Il mar Mediterraneo è invaso da centinaia di pesci, meduse, gamberi e altre specie marine provenienti dall’esterno della regione. Nel Mediterraneo e nel mar Nero sono state identificate più di 1000 specie non indigene, destando preoccupazione per la minaccia che rappresentano per gli ecosistemi marini e le comunità di pescatori locali.
Questo organismo regionale di gestione della pesca, istituito dalla FAO, guida gli sforzi per promuovere una pesca e un’acquacoltura sostenibili nel Mediterraneo e nel mar Nero. Collabora con pescatori, ambientalisti, scienziati e autorità governative per comprendere meglio l’aumento delle specie non indigene e aiutare i Paesi a migliorare le misure di mitigazione e gestione.

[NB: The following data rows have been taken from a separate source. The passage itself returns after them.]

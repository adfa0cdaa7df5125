//! Chip profiles for the supported NTAG21x models
//!
//! The capability container (page 3) carries the NDEF data area size in byte 2,
//! which is unique per model and doubles as the chip code.

use derive_more::Display;

use crate::{Error, Result};

/// Page holding the capability container
pub const CAPABILITY_CONTAINER_PAGE: u16 = 3;

/// Index of the chip code within the capability container
pub const CHIP_CODE_INDEX: usize = 2;

/// Supported chip models
#[derive(Debug, Display, Clone, Copy, PartialEq, Eq, Hash)]
pub enum ChipModel {
    /// NTAG213, 144 bytes user memory
    #[display("NTAG213")]
    Ntag213,
    /// NTAG215, 504 bytes user memory
    #[display("NTAG215")]
    Ntag215,
    /// NTAG216, 888 bytes user memory
    #[display("NTAG216")]
    Ntag216,
}

/// Fixed memory layout of a chip model
#[derive(Debug, Clone, Copy, PartialEq, Eq)]
pub struct ChipProfile {
    /// Chip model
    pub model: ChipModel,
    /// First configuration page (CFG0, holding AUTH0); CFG1 follows it
    pub config_page: u16,
    /// Password register page
    pub password_page: u16,
    /// PACK register page
    pub pack_page: u16,
}

const NTAG213: ChipProfile = ChipProfile {
    model: ChipModel::Ntag213,
    config_page: 0x29,
    password_page: 0x2B,
    pack_page: 0x2C,
};

const NTAG215: ChipProfile = ChipProfile {
    model: ChipModel::Ntag215,
    config_page: 0x83,
    password_page: 0x85,
    pack_page: 0x86,
};

const NTAG216: ChipProfile = ChipProfile {
    model: ChipModel::Ntag216,
    config_page: 0xE3,
    password_page: 0xE5,
    pack_page: 0xE6,
};

impl ChipProfile {
    /// Look up the profile for a capability container chip code
    pub const fn from_code(code: u8) -> Result<Self> {
        match code {
            0x12 => Ok(NTAG213),
            0x3E => Ok(NTAG215),
            0x6D => Ok(NTAG216),
            other => Err(Error::UnknownChip(other)),
        }
    }

    /// Resolve the profile from the 4-byte capability container
    pub fn from_capability_container(cc: &[u8]) -> Result<Self> {
        let code = cc
            .get(CHIP_CODE_INDEX)
            .copied()
            .ok_or(Error::field_length("capability container", 4, cc.len()))?;
        Self::from_code(code)
    }
}

#[cfg(test)]
mod tests {
    use super::*;

    #[test]
    fn test_known_codes() {
        let p = ChipProfile::from_code(0x12).unwrap();
        assert_eq!(p.model, ChipModel::Ntag213);
        assert_eq!((p.config_page, p.password_page, p.pack_page), (0x29, 0x2B, 0x2C));

        let p = ChipProfile::from_code(0x3E).unwrap();
        assert_eq!(p.model, ChipModel::Ntag215);
        assert_eq!((p.config_page, p.password_page, p.pack_page), (0x83, 0x85, 0x86));

        let p = ChipProfile::from_code(0x6D).unwrap();
        assert_eq!(p.model, ChipModel::Ntag216);
        assert_eq!((p.config_page, p.password_page, p.pack_page), (0xE3, 0xE5, 0xE6));
    }

    #[test]
    fn test_unknown_codes() {
        for code in [0x00, 0x06, 0x13, 0x3F, 0x6C, 0xFF] {
            assert!(matches!(
                ChipProfile::from_code(code),
                Err(Error::UnknownChip(c)) if c == code
            ));
        }
    }

    #[test]
    fn test_capability_container() {
        let cc = [0xE1, 0x10, 0x3E, 0x00];
        assert_eq!(
            ChipProfile::from_capability_container(&cc).unwrap().model,
            ChipModel::Ntag215
        );
        assert!(matches!(
            ChipProfile::from_capability_container(&[0xE1, 0x10]),
            Err(Error::InvalidFieldLength { .. })
        ));
        assert_eq!(ChipModel::Ntag216.to_string(), "NTAG216");
    }
}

Il mar Mediterraneo sta subendo un processo di “tropicalizzazione” a causa dell’aumento della temperatura dell’acqua, dovuto in gran parte ai cambiamenti climatici. Inoltre, molte specie sono migrate attraverso rotte marittime ben percorse come lo Stretto di Gibilterra o il Canale di Suez, spesso attaccate allo scafo delle navi o al loro interno nelle acque di zavorra. Altre specie, come l’ostrica a coppa del Pacifico e la conchiglia giapponese, sono state introdotte per l’acquacoltura negli anni Sessanta e Settanta e da allora sono sfuggite e hanno colonizzato gli ecosistemi mediterranei.

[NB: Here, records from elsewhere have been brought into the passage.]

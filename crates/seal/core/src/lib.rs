//! Anti-counterfeiting seal protocol for NTAG21x NFC tags
//!
//! A seal binds the immutable hardware identity of a tag (its 7-byte factory UID
//! and the 32-byte signature burned in by the chip vendor) to an issuer-assigned
//! sequence number. The issuer signs that binding and the result is persisted on
//! the tag as a checksummed, versioned NDEF record. A verifier reads the tag back,
//! rebuilds the same binding and checks the signature against the issuer's public
//! key.
//!
//! ## Overview
//!
//! - [`chip`] resolves the capability container byte to a [`ChipProfile`]
//! - [`vendor`] reads the factory signature through the reader's direct transmit
//! - [`seed`] builds the 55-byte [`Seed`] that gets signed
//! - [`crypto`] signs and verifies seeds with secp256k1 recoverable signatures
//! - [`label`] encodes and decodes the on-tag [`LabelRecord`]
//! - [`access`] password-protects, authenticates and erases a tag
//! - [`session`] wires all of the above together for one presented tag
//!
//! Device I/O is delegated to a [`TagTransport`] implementation, such as the
//! PC/SC transport in `nfc-seal-pcsc`.
#![cfg_attr(not(test), warn(unused_crate_dependencies))]
#![forbid(unsafe_code)]
#![warn(missing_docs, rustdoc::missing_crate_level_docs)]

pub mod access;
pub mod chip;
pub mod crypto;
pub mod label;
pub mod ndef;
pub mod seed;
pub mod session;
pub mod transport;
pub mod vendor;

mod error;
pub use error::{AuthFailure, CryptoError, Error, FormatError, Result};

pub use access::{AccessController, AccessSecret, AccessState};
pub use chip::{ChipModel, ChipProfile};
pub use crypto::{IssuerKey, IssuerKeyRing, IssuerPublicKey, KeyRingError, LabelSignature};
pub use label::{LabelClaim, LabelRecord};
pub use seed::{Seed, TagIdentity, Uid, VendorSignature};
pub use session::{TagSession, Verdict, VerifiedLabel};
pub use transport::{TagTransport, TransportError};

/// Prelude module containing commonly used traits and types
pub mod prelude {
    pub use crate::{
        AccessController, AccessState, ChipModel, ChipProfile, Error, IssuerKey, IssuerKeyRing,
        IssuerPublicKey, LabelClaim, LabelRecord, LabelSignature, Result, Seed, TagIdentity,
        TagSession, TagTransport, TransportError, Uid, VendorSignature, Verdict, VerifiedLabel,
    };
}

Una volta insediate, le specie non indigene possono superare quelle autoctone e alterare gli ecosistemi circostanti, con potenziali implicazioni economiche per la pesca e il turismo o persino per la salute umana. Ad esempio, sei specie ittiche non indigene velenose, come il pesce palla, il pesce leone e diverse specie di meduse, sono oggi presenti nel Mediterraneo orientale e possono essere tossiche per l’uomo se toccate o ingerite.
Trasformare una minaccia in un’opportunità
Con il sostegno della CGPM, si stanno trovando nuovi modi per trasformare queste invasioni in opportunità. «Il monitoraggio e la mitigazione degli impatti delle specie non indigene sugli ecosistemi marini sono costosi e l’eradicazione, nella maggior parte dei casi, è impossibile. Quando la commercializzazione e l’utilizzo sono possibili, come fonte di cibo, prodotti farmaceutici o altro, la pesca commerciale si è dimostrata lo strumento più efficace per affrontare il problema», afferma Miguel Bernal, Senior Fisheries Officer della CGPM.

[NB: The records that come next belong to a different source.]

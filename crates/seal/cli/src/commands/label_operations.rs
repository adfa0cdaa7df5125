//! Commands for reading, writing and verifying labels

use colored::Colorize;
use eyre::{bail, eyre};
use nfc_seal::{Error, IssuerPublicKey, LabelClaim, LabelRecord, TagSession, TagTransport, Verdict};
use tracing::debug;

use crate::config::Config;

/// Show what is known about the tag
pub fn info_command<T: TagTransport>(session: &mut TagSession<T>) -> eyre::Result<()> {
    let identity = *session.identity();
    println!("Chip:             {}", session.profile().model);
    println!("UID:              {}", identity.uid);
    println!("Vendor signature: {}", identity.vendor_signature);
    println!("Protection:       {:?}", session.access_state()?);

    match session.read_label() {
        Ok(record) => print_record(&record),
        Err(Error::NoLabel) => println!("Label:            none"),
        Err(e) if e.is_tamper_evidence() => {
            println!("Label:            {} ({e})", "INVALID".red().bold());
        }
        Err(e) => return Err(e.into()),
    }

    Ok(())
}

/// Sign a label for the tag and write it
pub fn write_command<T: TagTransport>(
    session: &mut TagSession<T>,
    config: &Config,
    issuer_id: Option<u64>,
    sequence_number: u64,
    key: Option<&str>,
    passphrase: Option<&str>,
    protect: bool,
) -> eyre::Result<()> {
    let issuer_id = issuer_id
        .or(config.issuer_id)
        .ok_or_else(|| eyre!("no issuer ID given, pass --issuer-id or set issuer_id"))?;
    let key = config.signing_key(key)?;

    let passphrase = config.passphrase(passphrase).ok();
    if let Some(passphrase) = passphrase {
        debug!("Unlocking before write");
        session.unlock(passphrase)?;
    }

    let claim = LabelClaim::from_u64(issuer_id, sequence_number);
    let record = session.write_label(claim, &key)?;
    println!("{}", "Label written".green());
    print_record(&record);

    if protect {
        let passphrase = passphrase
            .ok_or_else(|| eyre!("no passphrase given, pass --passphrase or set passphrase"))?;
        session.protect(passphrase)?;
        println!("{}", "Tag protected".green());
    }

    Ok(())
}

/// Read and decode the label
pub fn read_command<T: TagTransport>(session: &mut TagSession<T>) -> eyre::Result<()> {
    match session.read_label() {
        Ok(record) => {
            print_record(&record);
            Ok(())
        }
        Err(Error::NoLabel) => bail!("No label on the tag"),
        Err(e) if e.is_tamper_evidence() => {
            println!("{}", "Label present but invalid, possible tampering".red().bold());
            Err(e.into())
        }
        Err(e) => Err(e.into()),
    }
}

/// Verify the label against a public key or the configured issuers
pub fn verify_command<T: TagTransport>(
    session: &mut TagSession<T>,
    config: &Config,
    public_key: Option<&str>,
) -> eyre::Result<()> {
    let verified = match public_key {
        Some(public_key) => session.verify_label(&IssuerPublicKey::from_hex(public_key)?)?,
        None => {
            let ring = config.key_ring()?;
            if ring.is_empty() {
                bail!("no public key given, pass --public-key or configure [[issuers]]");
            }
            session.verify_with(&ring)?
        }
    };

    print_record(&verified.record);
    match verified.verdict {
        Verdict::Genuine => {
            println!("Verdict:          {}", "GENUINE".green().bold());
            Ok(())
        }
        Verdict::Forged => {
            println!("Verdict:          {}", "FORGED".red().bold());
            bail!("signature does not match the issuer key")
        }
        Verdict::UnknownIssuer => {
            println!("Verdict:          {}", "UNKNOWN ISSUER".yellow().bold());
            bail!("no key registered for {}", verified.record.claim)
        }
    }
}

fn print_record(record: &LabelRecord) {
    println!("Issuer ID:        {:#018x}", record.claim.issuer_id_u64());
    println!("Sequence number:  {}", record.claim.sequence_number_u64());
    println!("Signature:        {}", record.signature);
    println!("Signature hash:   {}", hex::encode(record.signature_hash()));
}
//! Transport traits for tag memory and raw command access
//!
//! A transport is responsible for moving bytes to and from one presented tag.
//! It has no knowledge of labels, seeds or passwords. Every call is a blocking
//! round trip; timeouts and cancellation belong to the implementation.

use std::fmt;

use bytes::Bytes;
use tracing::{debug, trace};

/// Tag transport error type
#[derive(Debug, Clone, PartialEq, Eq, thiserror::Error)]
pub enum TransportError {
    /// Connection error
    #[error("Failed to connect to device")]
    Connection,

    /// Transmission error
    #[error("Failed to transmit data")]
    Transmission,

    /// No tag in the field
    #[error("No tag present")]
    NoTag,

    /// Reader answered with a non-success status word
    #[error("Status word error: {0:#06X}")]
    StatusWord(u16),

    /// Reader answered with fewer bytes than requested
    #[error("Short read: expected {expected} bytes, got {actual}")]
    ShortRead {
        /// Bytes requested
        expected: usize,
        /// Bytes received
        actual: usize,
    },

    /// Timeout error
    #[error("Operation timed out")]
    Timeout,

    /// Cancelled operation
    #[error("Operation cancelled")]
    Cancelled,

    /// Other error with message
    #[error("{0}")]
    Other(String),
}

impl TransportError {
    /// Create a new status word error from individual bytes
    pub const fn status_word_bytes(sw1: u8, sw2: u8) -> Self {
        Self::StatusWord(((sw1 as u16) << 8) | (sw2 as u16))
    }

    /// Get the status word if this is a status word error
    pub const fn get_status_word(&self) -> Option<u16> {
        match self {
            Self::StatusWord(sw) => Some(*sw),
            _ => None,
        }
    }

    /// Create a general other error
    pub fn other<S: Into<String>>(message: S) -> Self {
        Self::Other(message.into())
    }
}

/// Trait for tag transports
///
/// Pages are 4 bytes wide. `read_pages` and `write_pages` address memory by page
/// number and move whole byte ranges; `transceive` passes a command through to the
/// contactless controller untouched.
pub trait TagTransport: fmt::Debug {
    /// Read the factory UID of the tag in the field
    fn uid(&mut self) -> Result<Bytes, TransportError>;

    /// Read `length` bytes starting at page `page`
    fn read_pages(&mut self, page: u16, length: u16) -> Result<Bytes, TransportError> {
        trace!(page, length, "Reading pages");
        let result = self.do_read_pages(page, length);
        match &result {
            Ok(data) => trace!(data = %hex::encode(data), "Read pages"),
            Err(e) => debug!(error = ?e, page, "Transport error during read"),
        }
        result
    }

    /// Write `data` starting at page `page`
    fn write_pages(&mut self, page: u16, data: &[u8]) -> Result<(), TransportError> {
        trace!(page, data = %hex::encode(data), "Writing pages");
        let result = self.do_write_pages(page, data);
        if let Err(e) = &result {
            debug!(error = ?e, page, "Transport error during write");
        }
        result
    }

    /// Send a raw command and return a response of at most `response_len` bytes
    fn transceive(&mut self, command: &[u8], response_len: usize) -> Result<Bytes, TransportError> {
        trace!(command = %hex::encode(command), response_len, "Transceiving raw command");
        let result = self.do_transceive(command, response_len);
        match &result {
            Ok(response) => trace!(response = %hex::encode(response), "Received raw response"),
            Err(e) => debug!(error = ?e, "Transport error during transceive"),
        }
        result
    }

    /// Internal implementation of read_pages
    fn do_read_pages(&mut self, page: u16, length: u16) -> Result<Bytes, TransportError>;

    /// Internal implementation of write_pages
    fn do_write_pages(&mut self, page: u16, data: &[u8]) -> Result<(), TransportError>;

    /// Internal implementation of transceive
    fn do_transceive(&mut self, command: &[u8], response_len: usize)
    -> Result<Bytes, TransportError>;
}

#[cfg(test)]
pub(crate) use mock::MockTransport;


#[cfg(test)]
mod tests {
    use super::*;

    #[test]
    fn test_status_word_bytes() {
        let err = TransportError::status_word_bytes(0x63, 0x00);
        assert_eq!(err.get_status_word(), Some(0x6300));
        assert_eq!(err.to_string(), "Status word error: 0x6300");
        assert_eq!(TransportError::Timeout.get_status_word(), None);
    }

    #[test]
    fn test_mock_records_traffic() {
        let mut transport = MockTransport::new(&[1, 2, 3, 4, 5, 6, 7])
            .with_read(&[0xAA; 4])
            .with_response(&[0xD5, 0x43, 0x00]);

        assert_eq!(transport.read_pages(3, 4).unwrap().as_ref(), &[0xAA; 4]);
        transport.write_pages(4, &[0x01, 0x02]).unwrap();
        assert_eq!(
            transport.transceive(&[0xFF], 3).unwrap().as_ref(),
            &[0xD5, 0x43, 0x00]
        );

        assert_eq!(transport.read_requests, vec![(3, 4)]);
        assert_eq!(transport.writes[0].0, 4);
        assert_eq!(transport.commands.len(), 1);
        assert!(transport.read_pages(4, 4).is_err());
    }
}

Proteggere le specie autoctone
Per salvaguardare le specie autoctone, la CGPM sostiene la creazione di aree di restrizione della pesca. Le aree ben conservate hanno dimostrato di essere più resistenti all’impatto delle specie non indigene.
Con lo studio della CGPM, come primo passo, la Commissione sta ora lavorando per adattare le tecniche di pesca, collegarsi a nuovi mercati e aiutare i pescatori a ricavare nuovi mezzi di sostentamento da queste catture, mantenendo al contempo il suo lavoro cruciale di conservazione degli ecosistemi marini attraverso le aree protette.